--- Records Enclosed Below ---
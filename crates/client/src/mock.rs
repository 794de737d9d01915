//! In-memory fallback backend.
//!
//! Resolves every [`Backend`] call against a [`MockData`] snapshot instead of
//! performing network I/O. An artificial delay precedes each call so the
//! caller still observes a pending state.

use std::collections::{HashMap, VecDeque};
use std::time::Duration;

use async_trait::async_trait;
use chrono::Utc;
use tokio::sync::Mutex;

use collab_core::application::{Application, ApplicationBrief, ApplicationStatus, NewMessage};
use collab_core::case::{Case, CaseBrief, CasePatch, NewCase, Reaction, Voter};
use collab_core::error::CoreError;
use collab_core::meeting::{Meeting, MeetingPatch, NewMeeting};
use collab_core::milestone::{Milestone, MilestonePatch, NewMilestone};
use collab_core::project::{NewProject, Project, ProjectBrief, ProjectPatch, ProjectStatus};
use collab_core::types::{BriefOf, EntityId, Record};
use collab_core::user::UserProfile;

use crate::backend::Backend;
use crate::error::{ClientError, ClientResult};
use crate::seed;

/// Default artificial latency per call.
pub const DEFAULT_LATENCY: Duration = Duration::from_millis(300);

/// Records held by the mock backend.
#[derive(Debug, Clone, Default)]
pub struct MockData {
    pub projects: Vec<Project>,
    pub meetings: Vec<Meeting>,
    pub cases: Vec<Case>,
    pub applications: Vec<Application>,
    pub milestones: Vec<Milestone>,
    pub users: Vec<UserProfile>,
    /// Next server-style id to assign.
    pub next_id: EntityId,
}

impl MockData {
    fn allocate_id(&mut self) -> EntityId {
        let id = self.next_id;
        self.next_id += 1;
        id
    }

    fn tutor_name(&self, tutor_id: Option<EntityId>) -> ClientResult<Option<String>> {
        let Some(id) = tutor_id else {
            return Ok(None);
        };
        let user = find(&self.users, "User", id)?;
        if !user.role.can_supervise() {
            return Err(CoreError::Validation(format!(
                "User {id} cannot be assigned as a tutor"
            ))
            .into());
        }
        Ok(Some(user.full_name.clone()))
    }
}

fn find<'a, T: Record>(items: &'a [T], entity: &'static str, id: EntityId) -> ClientResult<&'a T> {
    items
        .iter()
        .find(|item| item.id() == id)
        .ok_or_else(|| CoreError::NotFound { entity, id }.into())
}

fn find_mut<'a, T: Record>(
    items: &'a mut [T],
    entity: &'static str,
    id: EntityId,
) -> ClientResult<&'a mut T> {
    items
        .iter_mut()
        .find(|item| item.id() == id)
        .ok_or_else(|| CoreError::NotFound { entity, id }.into())
}

fn remove<T: Record>(items: &mut Vec<T>, entity: &'static str, id: EntityId) -> ClientResult<()> {
    let before = items.len();
    items.retain(|item| item.id() != id);
    if items.len() == before {
        return Err(CoreError::NotFound { entity, id }.into());
    }
    Ok(())
}

/// An API failure queued for a named operation.
#[derive(Debug, Clone)]
struct InjectedFailure {
    status: u16,
    message: String,
}

/// Backend that serves a seeded in-memory dataset.
pub struct MockBackend {
    data: Mutex<MockData>,
    failures: Mutex<HashMap<&'static str, VecDeque<InjectedFailure>>>,
    latency: Duration,
}

impl MockBackend {
    /// Serve the deterministic seed dataset with the given per-call latency.
    pub fn seeded(latency: Duration) -> Self {
        Self::with_data(seed::dataset(), latency)
    }

    pub fn with_data(data: MockData, latency: Duration) -> Self {
        Self {
            data: Mutex::new(data),
            failures: Mutex::new(HashMap::new()),
            latency,
        }
    }

    /// Copy of the current dataset, for inspection.
    pub async fn snapshot(&self) -> MockData {
        self.data.lock().await.clone()
    }

    /// Make the next call to `operation` (the [`Backend`] method name) fail
    /// with an API error. Multiple failures queue up in order.
    pub async fn fail_next(
        &self,
        operation: &'static str,
        status: u16,
        message: impl Into<String>,
    ) {
        self.failures
            .lock()
            .await
            .entry(operation)
            .or_default()
            .push_back(InjectedFailure {
                status,
                message: message.into(),
            });
    }

    /// Simulate the round trip: wait out the latency, then surface any
    /// failure queued for `operation`.
    async fn enter(&self, operation: &'static str) -> ClientResult<()> {
        tracing::trace!(
            operation,
            latency_ms = self.latency.as_millis() as u64,
            "Mock backend call"
        );
        if !self.latency.is_zero() {
            tokio::time::sleep(self.latency).await;
        }
        let injected = self
            .failures
            .lock()
            .await
            .get_mut(operation)
            .and_then(VecDeque::pop_front);
        match injected {
            Some(failure) => Err(ClientError::Api {
                status: failure.status,
                message: failure.message,
            }),
            None => Ok(()),
        }
    }
}

impl Default for MockBackend {
    fn default() -> Self {
        Self::seeded(DEFAULT_LATENCY)
    }
}

#[async_trait]
impl Backend for MockBackend {
    // ---- projects ----

    async fn list_projects(&self) -> ClientResult<Vec<ProjectBrief>> {
        self.enter("list_projects").await?;
        let data = self.data.lock().await;
        Ok(data.projects.iter().map(ProjectBrief::brief_of).collect())
    }

    async fn get_project(&self, id: EntityId) -> ClientResult<Project> {
        self.enter("get_project").await?;
        let data = self.data.lock().await;
        find(&data.projects, "Project", id).cloned()
    }

    async fn create_project(&self, input: &NewProject) -> ClientResult<Project> {
        input.validate()?;
        self.enter("create_project").await?;
        let mut data = self.data.lock().await;
        let tutor_name = data.tutor_name(input.tutor_id)?;
        let project = Project {
            id: data.allocate_id(),
            title: input.title.clone(),
            description: input.description.clone(),
            team_name: input.team_name.clone(),
            meeting_link: input.meeting_link.clone(),
            status: ProjectStatus::Created,
            semester: input.semester,
            year: input.year,
            tutor_id: input.tutor_id,
            tutor_name,
        };
        data.projects.push(project.clone());
        Ok(project)
    }

    async fn update_project(&self, id: EntityId, patch: &ProjectPatch) -> ClientResult<Project> {
        patch.validate()?;
        self.enter("update_project").await?;
        let mut data = self.data.lock().await;
        let project = find_mut(&mut data.projects, "Project", id)?;
        project.apply_patch(patch);
        Ok(project.clone())
    }

    async fn assign_tutor(
        &self,
        id: EntityId,
        tutor_id: Option<EntityId>,
    ) -> ClientResult<Project> {
        self.enter("assign_tutor").await?;
        let mut data = self.data.lock().await;
        let tutor_name = data.tutor_name(tutor_id)?;
        let project = find_mut(&mut data.projects, "Project", id)?;
        project.tutor_id = tutor_id;
        project.tutor_name = tutor_name;
        Ok(project.clone())
    }

    // ---- meetings ----

    async fn list_meetings(&self, project_id: Option<EntityId>) -> ClientResult<Vec<Meeting>> {
        self.enter("list_meetings").await?;
        let data = self.data.lock().await;
        Ok(data
            .meetings
            .iter()
            .filter(|m| project_id.map_or(true, |pid| m.project_id == pid))
            .cloned()
            .collect())
    }

    async fn get_meeting(&self, id: EntityId) -> ClientResult<Meeting> {
        self.enter("get_meeting").await?;
        let data = self.data.lock().await;
        find(&data.meetings, "Meeting", id).cloned()
    }

    async fn create_meeting(&self, input: &NewMeeting) -> ClientResult<Meeting> {
        input.validate()?;
        self.enter("create_meeting").await?;
        let mut data = self.data.lock().await;
        find(&data.projects, "Project", input.project_id)?;
        let meeting = Meeting {
            id: data.allocate_id(),
            project_id: input.project_id,
            scheduled_at: input.scheduled_at,
            notes: input.notes.clone(),
            is_completed: input.is_completed,
            mark: input.mark,
            tasks: input.tasks.clone(),
        };
        data.meetings.push(meeting.clone());
        Ok(meeting)
    }

    async fn update_meeting(&self, id: EntityId, patch: &MeetingPatch) -> ClientResult<Meeting> {
        patch.validate()?;
        self.enter("update_meeting").await?;
        let mut data = self.data.lock().await;
        let meeting = find_mut(&mut data.meetings, "Meeting", id)?;
        meeting.apply_patch(patch);
        Ok(meeting.clone())
    }

    async fn delete_meeting(&self, id: EntityId) -> ClientResult<()> {
        self.enter("delete_meeting").await?;
        let mut data = self.data.lock().await;
        remove(&mut data.meetings, "Meeting", id)
    }

    // ---- cases ----

    async fn list_cases(&self) -> ClientResult<Vec<CaseBrief>> {
        self.enter("list_cases").await?;
        let data = self.data.lock().await;
        Ok(data.cases.iter().map(CaseBrief::brief_of).collect())
    }

    async fn get_case(&self, id: EntityId) -> ClientResult<Case> {
        self.enter("get_case").await?;
        let data = self.data.lock().await;
        find(&data.cases, "Case", id).cloned()
    }

    async fn create_case(&self, input: &NewCase) -> ClientResult<Case> {
        input.validate()?;
        self.enter("create_case").await?;
        let mut data = self.data.lock().await;
        let tutor_name = data.tutor_name(input.tutor_id)?;
        let case = Case {
            id: data.allocate_id(),
            title: input.title.clone(),
            description: input.description.clone(),
            goal: input.goal.clone(),
            expected_result: input.expected_result.clone(),
            criteria: input.criteria.clone(),
            tutor_id: input.tutor_id,
            tutor_name,
            max_teams: input.max_teams,
            accepted_teams: 0,
            is_active: true,
            votes: Default::default(),
        };
        data.cases.push(case.clone());
        Ok(case)
    }

    async fn update_case(&self, id: EntityId, patch: &CasePatch) -> ClientResult<Case> {
        patch.validate()?;
        self.enter("update_case").await?;
        let mut data = self.data.lock().await;
        let case = find_mut(&mut data.cases, "Case", id)?;
        case.apply_patch(patch);
        Ok(case.clone())
    }

    async fn set_case_active(&self, id: EntityId, is_active: bool) -> ClientResult<Case> {
        self.enter("set_case_active").await?;
        let mut data = self.data.lock().await;
        let case = find_mut(&mut data.cases, "Case", id)?;
        case.is_active = is_active;
        Ok(case.clone())
    }

    async fn vote_case(
        &self,
        case_id: EntityId,
        voter: &Voter,
        reaction: Reaction,
    ) -> ClientResult<()> {
        self.enter("vote_case").await?;
        let mut data = self.data.lock().await;
        let case = find_mut(&mut data.cases, "Case", case_id)?;
        case.votes.cast(voter.clone(), Some(reaction));
        Ok(())
    }

    async fn unvote_case(&self, case_id: EntityId, voter: &Voter) -> ClientResult<()> {
        self.enter("unvote_case").await?;
        let mut data = self.data.lock().await;
        let case = find_mut(&mut data.cases, "Case", case_id)?;
        case.votes.cast(voter.clone(), None);
        Ok(())
    }

    // ---- applications ----

    async fn list_applications(&self) -> ClientResult<Vec<ApplicationBrief>> {
        self.enter("list_applications").await?;
        let data = self.data.lock().await;
        Ok(data
            .applications
            .iter()
            .map(ApplicationBrief::brief_of)
            .collect())
    }

    async fn get_application(&self, id: EntityId) -> ClientResult<Application> {
        self.enter("get_application").await?;
        let data = self.data.lock().await;
        find(&data.applications, "Application", id).cloned()
    }

    async fn set_application_status(
        &self,
        id: EntityId,
        status: ApplicationStatus,
    ) -> ClientResult<Application> {
        self.enter("set_application_status").await?;
        let mut data = self.data.lock().await;
        let application = find_mut(&mut data.applications, "Application", id)?;
        application.set_status(status, Utc::now());
        Ok(application.clone())
    }

    async fn send_message(&self, id: EntityId, input: &NewMessage) -> ClientResult<Application> {
        input.validate()?;
        self.enter("send_message").await?;
        let mut data = self.data.lock().await;
        let message_id = data.allocate_id();
        let application = find_mut(&mut data.applications, "Application", id)?;
        application.push_reply(message_id, input.content.clone(), Utc::now());
        Ok(application.clone())
    }

    async fn mark_messages_read(&self, id: EntityId) -> ClientResult<Application> {
        self.enter("mark_messages_read").await?;
        let mut data = self.data.lock().await;
        let application = find_mut(&mut data.applications, "Application", id)?;
        application.mark_read();
        Ok(application.clone())
    }

    // ---- milestones ----

    async fn list_milestones(&self) -> ClientResult<Vec<Milestone>> {
        self.enter("list_milestones").await?;
        Ok(self.data.lock().await.milestones.clone())
    }

    async fn get_milestone(&self, id: EntityId) -> ClientResult<Milestone> {
        self.enter("get_milestone").await?;
        let data = self.data.lock().await;
        find(&data.milestones, "Milestone", id).cloned()
    }

    async fn create_milestone(&self, input: &NewMilestone) -> ClientResult<Milestone> {
        input.validate()?;
        self.enter("create_milestone").await?;
        let mut data = self.data.lock().await;
        if let Some(project_id) = input.project_id {
            find(&data.projects, "Project", project_id)?;
        }
        let id = data.allocate_id();
        let milestone = input.clone().into_milestone(id, Utc::now());
        data.milestones.push(milestone.clone());
        Ok(milestone)
    }

    async fn update_milestone(
        &self,
        id: EntityId,
        patch: &MilestonePatch,
    ) -> ClientResult<Milestone> {
        self.enter("update_milestone").await?;
        let mut data = self.data.lock().await;
        let milestone = find_mut(&mut data.milestones, "Milestone", id)?;
        milestone.apply_patch(patch, Utc::now())?;
        Ok(milestone.clone())
    }

    async fn delete_milestone(&self, id: EntityId) -> ClientResult<()> {
        self.enter("delete_milestone").await?;
        let mut data = self.data.lock().await;
        remove(&mut data.milestones, "Milestone", id)
    }

    // ---- users ----

    async fn list_tutors(&self) -> ClientResult<Vec<UserProfile>> {
        self.enter("list_tutors").await?;
        let data = self.data.lock().await;
        Ok(data
            .users
            .iter()
            .filter(|u| u.role.can_supervise())
            .cloned()
            .collect())
    }
}
//! Pure derived views over container contents.
//!
//! Nothing here mutates state. Filters borrow from the input slice, sorts
//! work on any slice of owned or borrowed records, and aggregates return
//! plain values.

pub mod aggregate;
pub mod filter;
pub mod sort;

pub use aggregate::{dashboard_summary, DashboardSummary};
pub use filter::{matches_search, Filter};
pub use sort::SortDirection;
//! Deterministic fallback dataset served by [`MockBackend`](crate::mock::MockBackend).

use chrono::NaiveDate;
use uuid::Uuid;

use collab_core::application::{Application, ApplicationStatus, Message, MessageDirection};
use collab_core::case::{Case, VoteSet, Voter};
use collab_core::meeting::{Meeting, TodoTask};
use collab_core::milestone::{Milestone, MilestoneKind, MilestonePriority, MilestoneStatus};
use collab_core::project::{Project, ProjectStatus, SEMESTER_CODE_AUTUMN, SEMESTER_CODE_SPRING};
use collab_core::types::{EntityId, Timestamp};
use collab_core::user::{UserProfile, UserRole};

use crate::mock::MockData;

/// First id handed out for records created against the mock.
pub const FIRST_GENERATED_ID: EntityId = 100;

/// Seed dates are built in const context, so a bad literal fails the build.
const fn day(y: i32, m: u32, d: u32) -> NaiveDate {
    match NaiveDate::from_ymd_opt(y, m, d) {
        Some(date) => date,
        None => panic!("invalid seed date"),
    }
}

const fn at(y: i32, m: u32, d: u32, hour: u32, min: u32) -> Timestamp {
    match day(y, m, d).and_hms_opt(hour, min, 0) {
        Some(naive) => naive.and_utc(),
        None => panic!("invalid seed time"),
    }
}

fn task(n: u128, title: &str, done: bool) -> TodoTask {
    TodoTask {
        id: Uuid::from_u128(n),
        title: title.to_string(),
        is_completed: done,
    }
}

fn message(
    id: EntityId,
    content: &str,
    sent_at: Timestamp,
    read: bool,
    dir: MessageDirection,
) -> Message {
    Message {
        id,
        content: content.to_string(),
        sent_at,
        is_read: read,
        direction: dir,
    }
}

fn voter(users: &[UserProfile], id: EntityId) -> Voter {
    let name = users.iter().find(|u| u.id == id).map(|u| u.full_name.clone());
    Voter::new(id, name)
}

pub fn users() -> Vec<UserProfile> {
    let user = |id, name: &str, role, telegram: Option<&str>| UserProfile {
        id,
        full_name: name.to_string(),
        role,
        telegram: telegram.map(str::to_string),
    };
    vec![
        user(1, "Irina Volkova", UserRole::Curator, Some("@ivolkova")),
        user(2, "Pavel Smirnov", UserRole::Tutor, Some("@psmirnov")),
        user(3, "Olga Petrova", UserRole::Tutor, None),
        user(4, "Maxim Orlov", UserRole::Student, Some("@morlov")),
        user(5, "Anna Lebedeva", UserRole::Admin, None),
    ]
}

fn project(id: EntityId, title: &str, team: &str, semester: i16, year: i32) -> Project {
    Project {
        id,
        title: title.to_string(),
        description: format!("{title} built by team {team}."),
        team_name: team.to_string(),
        meeting_link: Some(format!("https://meet.example.org/project-{id}")),
        status: ProjectStatus::Created,
        semester,
        year,
        tutor_id: None,
        tutor_name: None,
    }
}

fn tutored(mut project: Project, status: ProjectStatus, tutor: (EntityId, &str)) -> Project {
    project.status = status;
    project.tutor_id = Some(tutor.0);
    project.tutor_name = Some(tutor.1.to_string());
    project
}

pub fn projects() -> Vec<Project> {
    let pavel = (2, "Pavel Smirnov");
    let olga = (3, "Olga Petrova");
    vec![
        tutored(
            project(1, "Campus navigation app", "Pathfinders", SEMESTER_CODE_AUTUMN, 2024),
            ProjectStatus::InWork,
            pavel,
        ),
        tutored(
            project(2, "Supply chain dashboard", "Logistix", SEMESTER_CODE_SPRING, 2024),
            ProjectStatus::Created,
            olga,
        ),
        tutored(
            project(3, "Warehouse robot simulator", "RoboRats", SEMESTER_CODE_AUTUMN, 2023),
            ProjectStatus::Completed,
            pavel,
        ),
        Project {
            status: ProjectStatus::InWork,
            ..project(4, "Energy usage analytics", "Watts Up", SEMESTER_CODE_SPRING, 2025)
        },
    ]
}

pub fn meetings() -> Vec<Meeting> {
    vec![
        Meeting {
            id: 1,
            project_id: 1,
            scheduled_at: const { at(2024, 9, 20, 10, 0) },
            notes: "Kick-off, scope agreed.".to_string(),
            is_completed: true,
            mark: 7,
            tasks: vec![
                task(0x101, "Draft requirements", true),
                task(0x102, "Set up repository", false),
                task(0x103, "Interview stakeholders", false),
            ],
        },
        Meeting {
            id: 2,
            project_id: 1,
            scheduled_at: const { at(2024, 10, 4, 10, 0) },
            notes: "Repository ready, mockups pending.".to_string(),
            is_completed: true,
            mark: 8,
            tasks: vec![
                task(0x201, "Set up repository", true),
                task(0x202, "Prepare UI mockups", false),
            ],
        },
        Meeting {
            id: 3,
            project_id: 2,
            scheduled_at: const { at(2024, 10, 10, 15, 0) },
            notes: String::new(),
            is_completed: false,
            mark: 0,
            tasks: vec![task(0x301, "Collect sample data", false)],
        },
        Meeting {
            id: 4,
            project_id: 4,
            scheduled_at: const { at(2025, 3, 12, 12, 0) },
            notes: String::new(),
            is_completed: false,
            mark: 0,
            tasks: vec![],
        },
    ]
}

pub fn cases(users: &[UserProfile]) -> Vec<Case> {
    vec![
        Case {
            id: 1,
            title: "Predictive maintenance for conveyors".to_string(),
            description: "Forecast conveyor failures from vibration telemetry.".to_string(),
            goal: "Cut unplanned downtime".to_string(),
            expected_result: "Prototype model with a monitoring dashboard".to_string(),
            criteria: "Precision on held-out failures, demo quality".to_string(),
            tutor_id: Some(2),
            tutor_name: Some("Pavel Smirnov".to_string()),
            max_teams: 2,
            accepted_teams: 1,
            is_active: true,
            votes: VoteSet {
                neutral: vec![voter(users, 5)],
                positive: vec![voter(users, 1)],
                negative: vec![],
            },
        },
        Case {
            id: 2,
            title: "Chatbot for admissions office".to_string(),
            description: "Answer applicant questions from the admissions FAQ.".to_string(),
            goal: "Reduce email load on the admissions office".to_string(),
            expected_result: "Deployed chatbot on the university site".to_string(),
            criteria: "Answer accuracy, response time".to_string(),
            tutor_id: Some(3),
            tutor_name: Some("Olga Petrova".to_string()),
            max_teams: 2,
            accepted_teams: 3,
            is_active: true,
            votes: VoteSet {
                neutral: vec![],
                positive: vec![voter(users, 1), voter(users, 5)],
                negative: vec![],
            },
        },
        Case {
            id: 3,
            title: "Legacy ERP migration study".to_string(),
            description: "Assess migration paths off a legacy ERP.".to_string(),
            goal: "Migration roadmap".to_string(),
            expected_result: "Written report".to_string(),
            criteria: "Depth of analysis".to_string(),
            tutor_id: None,
            tutor_name: None,
            max_teams: 1,
            accepted_teams: 0,
            is_active: false,
            votes: VoteSet::default(),
        },
    ]
}

pub fn applications() -> Vec<Application> {
    use MessageDirection::{FromReviewer, FromTeam};
    vec![
        Application {
            id: 1,
            case_id: 1,
            case_title: "Predictive maintenance for conveyors".to_string(),
            team_title: "Pathfinders".to_string(),
            telegram: Some("@pathfinders".to_string()),
            status: ApplicationStatus::New,
            updated_at: const { at(2024, 10, 1, 9, 30) },
            messages: vec![message(
                1,
                "We would like to take this case.",
                const { at(2024, 10, 1, 9, 30) },
                false,
                FromTeam,
            )],
        },
        Application {
            id: 2,
            case_id: 1,
            case_title: "Predictive maintenance for conveyors".to_string(),
            team_title: "Gear Heads".to_string(),
            telegram: Some("@gearheads".to_string()),
            status: ApplicationStatus::MeetPlanned,
            updated_at: const { at(2024, 10, 3, 14, 0) },
            messages: vec![
                message(
                    2,
                    "Is the telemetry data available already?",
                    const { at(2024, 10, 2, 11, 0) },
                    true,
                    FromTeam,
                ),
                message(
                    3,
                    "Yes, let's meet on Thursday.",
                    const { at(2024, 10, 3, 14, 0) },
                    true,
                    FromReviewer,
                ),
            ],
        },
        Application {
            id: 3,
            case_id: 2,
            case_title: "Chatbot for admissions office".to_string(),
            team_title: "Byte Club".to_string(),
            telegram: None,
            status: ApplicationStatus::Accepted,
            updated_at: const { at(2024, 9, 28, 16, 45) },
            messages: vec![],
        },
        Application {
            id: 4,
            case_id: 2,
            case_title: "Chatbot for admissions office".to_string(),
            team_title: "Null Pointers".to_string(),
            telegram: Some("@nullptr".to_string()),
            status: ApplicationStatus::Rejected,
            updated_at: const { at(2024, 9, 30, 10, 15) },
            messages: vec![message(
                4,
                "Could you reconsider our application?",
                const { at(2024, 10, 5, 8, 0) },
                false,
                FromTeam,
            )],
        },
    ]
}

/// A pending, medium-priority global milestone with no dependencies.
fn milestone(id: EntityId, title: &str, target_date: NaiveDate) -> Milestone {
    let created = const { at(2024, 9, 1, 8, 0) };
    Milestone {
        id,
        title: title.to_string(),
        description: None,
        kind: MilestoneKind::Global,
        project_id: None,
        target_date,
        status: MilestoneStatus::Pending,
        priority: MilestonePriority::Medium,
        progress: 0,
        assignee: None,
        dependencies: vec![],
        created_at: created,
        updated_at: created,
        completed_at: None,
    }
}

pub fn milestones() -> Vec<Milestone> {
    vec![
        Milestone {
            status: MilestoneStatus::Completed,
            priority: MilestonePriority::High,
            progress: 100,
            completed_at: Some(const { at(2024, 9, 14, 17, 0) }),
            ..milestone(1, "Project topics approved", const { day(2024, 9, 15) })
        },
        Milestone {
            status: MilestoneStatus::InProgress,
            priority: MilestonePriority::Critical,
            progress: 60,
            dependencies: vec![1],
            ..milestone(2, "Mid-term review", const { day(2024, 11, 20) })
        },
        Milestone {
            kind: MilestoneKind::Local,
            project_id: Some(1),
            assignee: Some("Pathfinders".to_string()),
            dependencies: vec![2],
            ..milestone(3, "MVP demo", const { day(2024, 12, 10) })
        },
        Milestone {
            kind: MilestoneKind::Local,
            project_id: Some(2),
            status: MilestoneStatus::InProgress,
            priority: MilestonePriority::High,
            progress: 30,
            ..milestone(4, "Data pipeline ready", const { day(2024, 10, 30) })
        },
        Milestone {
            priority: MilestonePriority::Critical,
            dependencies: vec![2, 3],
            ..milestone(5, "Final defense", const { day(2025, 6, 20) })
        },
    ]
}

/// The full seeded dataset.
pub fn dataset() -> MockData {
    let users = users();
    MockData {
        projects: projects(),
        meetings: meetings(),
        cases: cases(&users),
        applications: applications(),
        milestones: milestones(),
        users,
        next_id: FIRST_GENERATED_ID,
    }
}

#[cfg(test)]
mod tests {
    use chrono::{TimeZone, Utc};

    use super::*;

    #[test]
    fn seed_milestones_keep_completion_invariant() {
        for m in milestones() {
            assert_eq!(m.progress == 100, m.status == MilestoneStatus::Completed, "{}", m.id);
            assert_eq!(m.completed_at.is_some(), m.status == MilestoneStatus::Completed);
        }
    }

    #[test]
    fn seed_timestamps_are_utc_literals() {
        let topics = &milestones()[0];
        assert_eq!(
            topics.completed_at,
            Some(Utc.with_ymd_and_hms(2024, 9, 14, 17, 0, 0).unwrap())
        );
        assert_eq!(meetings()[1].scheduled_at.to_rfc3339(), "2024-10-04T10:00:00+00:00");
    }

    #[test]
    fn untutored_project_has_no_tutor_name() {
        let projects = projects();
        assert_eq!(projects[0].tutor_name.as_deref(), Some("Pavel Smirnov"));
        assert_eq!(projects[3].status, ProjectStatus::InWork);
        assert!(projects[3].tutor_id.is_none() && projects[3].tutor_name.is_none());
    }
}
--- End of Enclosed Records ---
— Activity —
Every line containing the word "NewMessage" must be copied from the material above.

— Your solution —
use collab_core::application::{Application, ApplicationBrief, ApplicationStatus, NewMessage};
    async fn send_message(&self, id: EntityId, input: &NewMessage) -> ClientResult<Application> {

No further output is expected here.